Et, dans sa pratique, au quotidien, l’administration finit trop souvent par déboucher sur une application de la loi qui ne tient pas compte de l’esprit du législateur, voire qui résulte d’a priori et de préjugés. Une telle appréhension de la loi conduit alors à des interprétations d’un même texte qui peuvent varier de service à service.

Sur quoi cela débouche-t-il ? Tout cela, au contraire du résultat espéré, ne complique-t-il pas la lutte contre l’évasion fiscale, voire ne la stimule-t-elle pas ? La question mérite assurément d’être posée. Ne serait-il pas plus sage de renoncer à cette course, quand on voit le prix qu’en paie le contribuable, l’économie, mais aussi l’administration elle-même ?

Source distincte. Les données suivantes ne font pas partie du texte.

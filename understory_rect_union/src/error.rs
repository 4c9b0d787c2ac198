// Copyright 2025 the Understory Authors
// SPDX-License-Identifier: Apache-2.0 OR MIT

//! Errors reported by the union computation.

use core::fmt;

use kurbo::Rect;

/// Error returned when a union cannot be computed.
#[derive(Clone, Debug, PartialEq)]
pub enum UnionError {
    /// A rectangle had a NaN or infinite coordinate, or was inverted
    /// (`x0 > x1` or `y0 > y1`).
    InvalidRect {
        /// Position of the offending rectangle in the caller's list.
        index: usize,
        /// The rectangle as supplied.
        rect: Rect,
    },
    /// A numeric parameter was out of range.
    InvalidParameter {
        /// Name of the parameter (`"inset"` or `"corner_radius"`).
        name: &'static str,
        /// The rejected value.
        value: f64,
    },
    /// The sweep or loop assembly broke one of its own invariants.
    ///
    /// This indicates a defect rather than bad input.
    Inconsistent(ConsistencyError),
}

impl fmt::Display for UnionError {
    fn fmt(&self, f: &mut fmt::Formatter<'_>) -> fmt::Result {
        match self {
            Self::InvalidRect { index, rect } => write!(
                f,
                "rectangle {index} is invalid: ({}, {}) - ({}, {})",
                rect.x0, rect.y0, rect.x1, rect.y1
            ),
            Self::InvalidParameter { name, value } => {
                write!(f, "parameter `{name}` has invalid value {value}")
            }
            Self::Inconsistent(err) => write!(f, "internal consistency violation: {err}"),
        }
    }
}

impl core::error::Error for UnionError {
    fn source(&self) -> Option<&(dyn core::error::Error + 'static)> {
        match self {
            Self::Inconsistent(err) => Some(err),
            _ => None,
        }
    }
}

impl From<ConsistencyError> for UnionError {
    fn from(err: ConsistencyError) -> Self {
        Self::Inconsistent(err)
    }
}

/// An internal invariant that failed during a union computation.
#[derive(Copy, Clone, Debug, PartialEq)]
pub enum ConsistencyError {
    /// A rectangle edge coordinate was missing from the coordinate index.
    UnindexedCoordinate,
    /// A tree node's cached status disagreed with its counts and children.
    StatusMismatch {
        /// Arena index of the node.
        node: usize,
    },
    /// A tree node's insertion count went below zero.
    NegativeCount {
        /// Arena index of the node.
        node: usize,
    },
    /// Coverage remained in the tree after every right edge was swept.
    ResidualCoverage,
    /// Two boundary endpoints paired at a y-level were not one end and one start.
    MismatchedVertices {
        /// The y-coordinate of the pairing.
        y: f64,
    },
    /// A boundary side was given a successor twice.
    SuccessorLinkedTwice {
        /// Index of the side.
        side: usize,
    },
    /// A boundary side never received a successor.
    UnlinkedSide {
        /// Index of the side.
        side: usize,
    },
    /// Following successor links from `start` revisited a side without
    /// returning to `start`.
    OpenLoop {
        /// Index of the side the trace started from.
        start: usize,
    },
}

impl fmt::Display for ConsistencyError {
    fn fmt(&self, f: &mut fmt::Formatter<'_>) -> fmt::Result {
        match self {
            Self::UnindexedCoordinate => f.write_str("edge coordinate missing from index"),
            Self::StatusMismatch { node } => {
                write!(f, "cached status of tree node {node} is stale")
            }
            Self::NegativeCount { node } => {
                write!(f, "insertion count of tree node {node} is negative")
            }
            Self::ResidualCoverage => f.write_str("coverage left in tree after sweep"),
            Self::MismatchedVertices { y } => {
                write!(f, "boundary endpoints at y = {y} do not pair end-to-start")
            }
            Self::SuccessorLinkedTwice { side } => {
                write!(f, "boundary side {side} linked to two successors")
            }
            Self::UnlinkedSide { side } => write!(f, "boundary side {side} has no successor"),
            Self::OpenLoop { start } => {
                write!(f, "loop starting at boundary side {start} does not close")
            }
        }
    }
}

impl core::error::Error for ConsistencyError {}
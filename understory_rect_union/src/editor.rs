// Copyright 2025 the Understory Authors
// SPDX-License-Identifier: Apache-2.0 OR MIT

//! Interactive rectangle editing on top of the union computation.
//!
//! ## Usage
//!
//! 1) Seed a [`RectEditor`] (empty, or with [`DEFAULT_RECTS`]).
//! 2) Feed pointer input to [`RectEditor::begin_drag`],
//!    [`RectEditor::update_drag`] and [`RectEditor::end_drag`]. While a drag
//!    is active, its rectangle takes part in the union.
//! 3) Call [`RectEditor::union_path`] when painting. The path is recomputed
//!    only when the rectangles, the drag, or the options changed.
//!
//! ```
//! use kurbo::{Point, Rect};
//! use understory_rect_union::RectEditor;
//!
//! let mut editor = RectEditor::new();
//! editor.begin_drag(Point::new(10.2, 10.4));
//! editor.update_drag(Point::new(40.0, 30.0));
//! let added = editor.end_drag(Point::new(49.7, 30.1));
//! assert_eq!(added, Some(Rect::new(10.0, 10.0, 50.0, 30.0)));
//!
//! let path = editor.union_path().unwrap();
//! assert!(!path.elements().is_empty());
//! ```

use alloc::vec::Vec;

use kurbo::{BezPath, Point, Rect};
use log::{trace, warn};

use crate::error::UnionError;
use crate::options::UnionOptions;

/// A small sample layout of four overlapping rectangles.
///
/// Their union has a single outer boundary and one hole.
pub const DEFAULT_RECTS: [Rect; 4] = [
    Rect::new(65.0, 26.0, 145.0, 223.0),
    Rect::new(37.0, 145.0, 308.0, 188.0),
    Rect::new(230.0, 67.0, 324.0, 204.0),
    Rect::new(119.0, 48.0, 259.0, 105.0),
];

/// Pointer-drag state for drawing a new rectangle.
///
/// Positions are rounded to whole units. The draft rectangle spans the
/// point where the drag started and the latest pointer position, in either
/// direction.
#[derive(Copy, Clone, Debug, Default, PartialEq)]
pub struct RectDrag {
    origin: Option<Point>,
    corner: Point,
}

impl RectDrag {
    /// Smallest width and height a finished drag must have to be kept.
    pub const MIN_EXTENT: f64 = 1.0;

    /// Starts a new drag at `pos`.
    pub fn start(&mut self, pos: Point) {
        let origin = pos.round();
        self.origin = Some(origin);
        self.corner = origin;
    }

    /// Moves the dragged corner to `pos`, returning the new draft if it changed.
    pub fn update(&mut self, pos: Point) -> Option<Rect> {
        self.origin?;
        let corner = pos.round();
        if corner == self.corner {
            return None;
        }
        self.corner = corner;
        self.draft()
    }

    /// The rectangle currently being drawn, standardized.
    #[must_use]
    pub fn draft(&self) -> Option<Rect> {
        self.origin.map(|origin| Rect::from_points(origin, self.corner))
    }

    /// Ends the drag at `pos`, returning the rectangle if it is large enough.
    pub fn finish(&mut self, pos: Point) -> Option<Rect> {
        self.origin?;
        self.corner = pos.round();
        let rect = self.draft();
        self.cancel();
        rect.filter(|r| r.width() >= Self::MIN_EXTENT && r.height() >= Self::MIN_EXTENT)
    }

    /// Abandons the drag.
    pub fn cancel(&mut self) {
        self.origin = None;
    }

    /// Returns `true` while a drag is in progress.
    #[must_use]
    pub fn is_dragging(&self) -> bool {
        self.origin.is_some()
    }
}

/// A rectangle list with drag editing and a cached rounded union.
#[derive(Clone, Debug, Default)]
pub struct RectEditor {
    rects: Vec<Rect>,
    drag: RectDrag,
    options: UnionOptions,
    revision: u64,
    path: BezPath,
    path_revision: Option<u64>,
}

impl RectEditor {
    /// Creates an editor with no rectangles and default options.
    #[must_use]
    pub fn new() -> Self {
        Self::default()
    }

    /// Creates an editor seeded with [`DEFAULT_RECTS`].
    #[must_use]
    pub fn with_default_rects() -> Self {
        Self {
            rects: DEFAULT_RECTS.to_vec(),
            ..Self::default()
        }
    }

    /// The committed rectangles, in insertion order.
    #[must_use]
    pub fn rects(&self) -> &[Rect] {
        &self.rects
    }

    /// The options used for the union.
    #[must_use]
    pub fn options(&self) -> UnionOptions {
        self.options
    }

    /// Replaces the union options.
    pub fn set_options(&mut self, options: UnionOptions) {
        if self.options != options {
            self.options = options;
            self.bump();
        }
    }

    /// Monotonic counter bumped whenever the union input changes.
    #[must_use]
    pub fn revision(&self) -> u64 {
        self.revision
    }

    /// Appends a rectangle, standardizing it first.
    pub fn push(&mut self, rect: Rect) -> Result<(), UnionError> {
        if !rect.is_finite() {
            warn!("rejecting non-finite rectangle {rect:?}");
            return Err(UnionError::InvalidRect {
                index: self.rects.len(),
                rect,
            });
        }
        self.rects.push(rect.abs());
        self.bump();
        Ok(())
    }

    /// Replaces all rectangles. Nothing changes if any of them is not finite.
    pub fn set_rects(&mut self, rects: impl IntoIterator<Item = Rect>) -> Result<(), UnionError> {
        let mut next = Vec::new();
        for (index, rect) in rects.into_iter().enumerate() {
            if !rect.is_finite() {
                warn!("rejecting non-finite rectangle {rect:?} at {index}");
                return Err(UnionError::InvalidRect { index, rect });
            }
            next.push(rect.abs());
        }
        self.rects = next;
        self.bump();
        Ok(())
    }

    /// Removes every rectangle and abandons any drag.
    pub fn clear(&mut self) {
        if !self.rects.is_empty() || self.drag.is_dragging() {
            self.rects.clear();
            self.drag.cancel();
            self.bump();
        }
    }

    /// Starts drawing a rectangle at `pos`.
    pub fn begin_drag(&mut self, pos: Point) {
        self.drag.start(pos);
        self.bump();
    }

    /// Moves the corner of the rectangle being drawn.
    pub fn update_drag(&mut self, pos: Point) {
        if self.drag.update(pos).is_some() {
            self.bump();
        }
    }

    /// Finishes the drag at `pos`, committing and returning the rectangle if
    /// it is at least one unit wide and tall.
    pub fn end_drag(&mut self, pos: Point) -> Option<Rect> {
        if !self.drag.is_dragging() {
            return None;
        }
        let rect = self.drag.finish(pos);
        match rect {
            Some(rect) => {
                trace!("committing dragged rectangle {rect:?}");
                self.rects.push(rect);
            }
            None => trace!("dropping dragged rectangle below minimum size"),
        }
        self.bump();
        rect
    }

    /// Abandons the drag without committing anything.
    pub fn cancel_drag(&mut self) {
        if self.drag.is_dragging() {
            self.drag.cancel();
            self.bump();
        }
    }

    /// The rectangle currently being drawn, if any.
    #[must_use]
    pub fn draft(&self) -> Option<Rect> {
        self.drag.draft()
    }

    /// The committed rectangles plus the draft, as handed to the union.
    #[must_use]
    pub fn union_rects(&self) -> Vec<Rect> {
        let mut rects = self.rects.clone();
        rects.extend(self.drag.draft());
        rects
    }

    /// The rounded union of [`union_rects`](Self::union_rects).
    ///
    /// On failure the previously computed path stays available through
    /// [`last_path`](Self::last_path).
    pub fn union_path(&mut self) -> Result<&BezPath, UnionError> {
        if self.path_revision != Some(self.revision) {
            let path = self
                .options
                .rounded_union(&self.union_rects())
                .inspect_err(|err| warn!("keeping previous union path: {err}"))?;
            self.path = path;
            self.path_revision = Some(self.revision);
        }
        Ok(&self.path)
    }

    /// The most recently computed path, which may be stale.
    #[must_use]
    pub fn last_path(&self) -> Option<&BezPath> {
        self.path_revision.map(|_| &self.path)
    }

    fn bump(&mut self) {
        self.revision += 1;
    }
}

#[cfg(test)]
mod tests {
    use super::*;
    use kurbo::Shape;

    #[test]
    fn drag_rounds_and_standardizes() {
        let mut drag = RectDrag::default();
        drag.start(Point::new(20.4, 20.6));
        assert_eq!(
            drag.update(Point::new(9.6, 30.2)),
            Some(Rect::new(10.0, 21.0, 20.0, 30.0))
        );
        // Same rounded position: no change.
        assert_eq!(drag.update(Point::new(9.9, 29.8)), None);
        assert!(drag.is_dragging());
    }

    #[test]
    fn tiny_drags_are_dropped() {
        let mut drag = RectDrag::default();
        drag.start(Point::new(5.0, 5.0));
        assert_eq!(drag.finish(Point::new(5.3, 50.0)), None);
        assert!(!drag.is_dragging());
        assert_eq!(drag.update(Point::new(9.0, 9.0)), None);
    }

    #[test]
    fn draft_joins_the_union_until_cancelled() {
        let mut editor = RectEditor::new();
        editor.push(Rect::new(0.0, 0.0, 10.0, 10.0)).unwrap();
        editor.begin_drag(Point::new(20.0, 0.0));
        editor.update_drag(Point::new(30.0, 10.0));
        assert_eq!(editor.union_rects().len(), 2);
        assert!(editor.union_path().unwrap().contains(Point::new(25.0, 5.0)));

        editor.cancel_drag();
        assert_eq!(editor.union_rects().len(), 1);
        assert!(!editor.union_path().unwrap().contains(Point::new(25.0, 5.0)));
    }

    #[test]
    fn path_is_cached_per_revision() {
        let mut editor = RectEditor::with_default_rects();
        let first = editor.union_path().unwrap().clone();
        let revision = editor.revision();
        assert_eq!(editor.union_path().unwrap(), &first);
        assert_eq!(editor.revision(), revision);

        editor.set_options(UnionOptions::new().with_corner_radius(6.0));
        assert!(editor.revision() > revision);
        assert_ne!(editor.union_path().unwrap(), &first);

        // Same options again: no invalidation.
        let revision = editor.revision();
        editor.set_options(UnionOptions::new().with_corner_radius(6.0));
        assert_eq!(editor.revision(), revision);
    }

    #[test]
    fn failed_union_keeps_previous_path() {
        let mut editor = RectEditor::with_default_rects();
        let good = editor.union_path().unwrap().clone();
        editor.set_options(UnionOptions::new().with_corner_radius(f64::NAN));
        assert!(editor.union_path().is_err());
        assert_eq!(editor.last_path(), Some(&good));
    }

    #[test]
    fn push_standardizes_and_rejects_nan() {
        let mut editor = RectEditor::new();
        editor.push(Rect::new(10.0, 10.0, 0.0, 0.0)).unwrap();
        assert_eq!(editor.rects(), &[Rect::new(0.0, 0.0, 10.0, 10.0)]);
        assert!(editor.push(Rect::new(f64::NAN, 0.0, 1.0, 1.0)).is_err());
        assert_eq!(editor.rects().len(), 1);
    }

    #[test]
    fn clear_resets_everything() {
        let mut editor = RectEditor::with_default_rects();
        editor.begin_drag(Point::ZERO);
        editor.clear();
        assert!(editor.rects().is_empty());
        assert!(editor.draft().is_none());
        assert!(editor.union_path().unwrap().elements().is_empty());
    }

    #[test]
    fn default_rects_have_one_hole() {
        let contours = UnionOptions::new().contours(&DEFAULT_RECTS).unwrap();
        assert_eq!(contours.len(), 2);
        assert_eq!(contours.iter().filter(|c| c.is_hole()).count(), 1);
    }
}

Vous voulez dire que le fisc lui-même ne sait plus très bien où finit l’ingénierie et où commence la fraude ? Les difficultés d'interprétation ne seraient pas l'apanage des seuls conseillers fiscaux opérant pour des entreprises privées ?

Absolument pas. Elles mettent l’administration tout aussi mal à l’aise. Comment voulez-vous qu’elle s’investisse efficacement dans la lutte contre des montages qu’elle estime critiquables si des textes légaux ambigus laissent subsister ce qu’on appelle des « zones grises » : de crainte de voir jugée excessive par les tribunaux l’application qu’elle ferait de certaines dispositions imprécises, elle se retrouve parfois paralysée dans son action contre certaines pratiques. Personne ne trouve donc son compte dans l’équivoque de la loi.

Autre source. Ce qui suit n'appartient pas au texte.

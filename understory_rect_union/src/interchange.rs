// Copyright 2025 the Understory Authors
// SPDX-License-Identifier: Apache-2.0 OR MIT

//! Serde interchange form for rectangle lists.
//!
//! A rectangle is written as `[[x, y], [width, height]]`, so a list reads
//! like `[[[65,26],[80,197]],[[37,145],[271,43]]]`.

use alloc::vec::Vec;

use kurbo::Rect;
use log::warn;
use serde::{Deserialize, Serialize};

use crate::editor::RectEditor;
use crate::error::UnionError;

/// A rectangle as `[[x, y], [width, height]]`.
///
/// Width and height may be negative; [`to_rect`](Self::to_rect) standardizes.
#[derive(Copy, Clone, Debug, PartialEq, Serialize, Deserialize)]
pub struct RectRecord(pub [f64; 2], pub [f64; 2]);

impl RectRecord {
    /// The standardized rectangle this record describes.
    #[must_use]
    pub fn to_rect(&self) -> Rect {
        self.raw_rect().abs()
    }

    fn raw_rect(&self) -> Rect {
        let [x, y] = self.0;
        let [width, height] = self.1;
        Rect::new(x, y, x + width, y + height)
    }
}

impl From<Rect> for RectRecord {
    fn from(rect: Rect) -> Self {
        let rect = rect.abs();
        Self([rect.x0, rect.y0], [rect.width(), rect.height()])
    }
}

impl RectEditor {
    /// The committed rectangles as interchange records.
    #[must_use]
    pub fn records(&self) -> Vec<RectRecord> {
        self.rects().iter().copied().map(RectRecord::from).collect()
    }

    /// Replaces all rectangles with `records`.
    ///
    /// The whole import is rejected if any record is not finite.
    pub fn replace_from_records(
        &mut self,
        records: impl IntoIterator<Item = RectRecord>,
    ) -> Result<(), UnionError> {
        let mut rects = Vec::new();
        for (index, record) in records.into_iter().enumerate() {
            let rect = record.raw_rect();
            if !rect.is_finite() {
                warn!("rejecting imported rectangle {index}: {record:?}");
                return Err(UnionError::InvalidRect { index, rect });
            }
            rects.push(rect);
        }
        self.set_rects(rects)
    }
}

#[cfg(test)]
mod tests {
    use super::*;

    #[test]
    fn record_round_trips_through_rect() {
        let record = RectRecord([65.0, 26.0], [80.0, 197.0]);
        let rect = record.to_rect();
        assert_eq!(rect, Rect::new(65.0, 26.0, 145.0, 223.0));
        assert_eq!(RectRecord::from(rect), record);
    }

    #[test]
    fn reads_the_array_form() {
        let json = "[[[65,26],[80,197]],[[37,145],[271,43]],[[230,67],[94,137]],[[119,48],[140,57]]]";
        let records: Vec<RectRecord> = serde_json::from_str(json).unwrap();
        let rects: Vec<Rect> = records.iter().map(RectRecord::to_rect).collect();
        assert_eq!(rects, crate::DEFAULT_RECTS);
        assert_eq!(
            serde_json::to_string(&records[0]).unwrap(),
            "[[65.0,26.0],[80.0,197.0]]"
        );
    }

    #[test]
    fn editor_exports_what_it_imports() {
        let mut editor = RectEditor::new();
        let records = RectEditor::with_default_rects().records();
        editor.replace_from_records(records.iter().copied()).unwrap();
        assert_eq!(editor.rects(), crate::DEFAULT_RECTS);
        assert_eq!(editor.records(), records);
    }

    #[test]
    fn negative_sizes_standardize() {
        let record = RectRecord([10.0, 10.0], [-4.0, -2.0]);
        assert_eq!(record.to_rect(), Rect::new(6.0, 8.0, 10.0, 10.0));
    }

    #[test]
    fn import_rejects_non_finite() {
        let mut editor = RectEditor::with_default_rects();
        let err = editor
            .replace_from_records([
                RectRecord([0.0, 0.0], [1.0, 1.0]),
                RectRecord([0.0, 0.0], [f64::NAN, 1.0]),
            ])
            .unwrap_err();
        assert!(matches!(err, UnionError::InvalidRect { index: 1, .. }));
        assert_eq!(editor.rects().len(), 4);
    }
}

J’ai vécu à cet égard une expérience éloquente dans le cadre de l’analyse de l’ingénierie fiscale de certains pouvoirs publics que la presse a mis en exergue il y a deux ans… Car il n’y a évidemment pas que le secteur privé qui recherche la voie la moins imposée !

Vous faites allusion aux fameuses autoroutes wallonnes à péage, qui sont… gratuites !

Notamment. Des autoroutes à péage en Wallonie, vous n’en avez jamais vues, direz-vous. Et pourtant, elles existent, avec une particularité qui n’est pas sans avantage pour les usagers, comme pour la Région : elles sont gratuites. Mieux, elles donnent même droit à une facture permettant à l’usager assujetti de récupérer la TVA relative à ce péage… qu’il n’a pas payé, et à la Région d’en faire l’économie !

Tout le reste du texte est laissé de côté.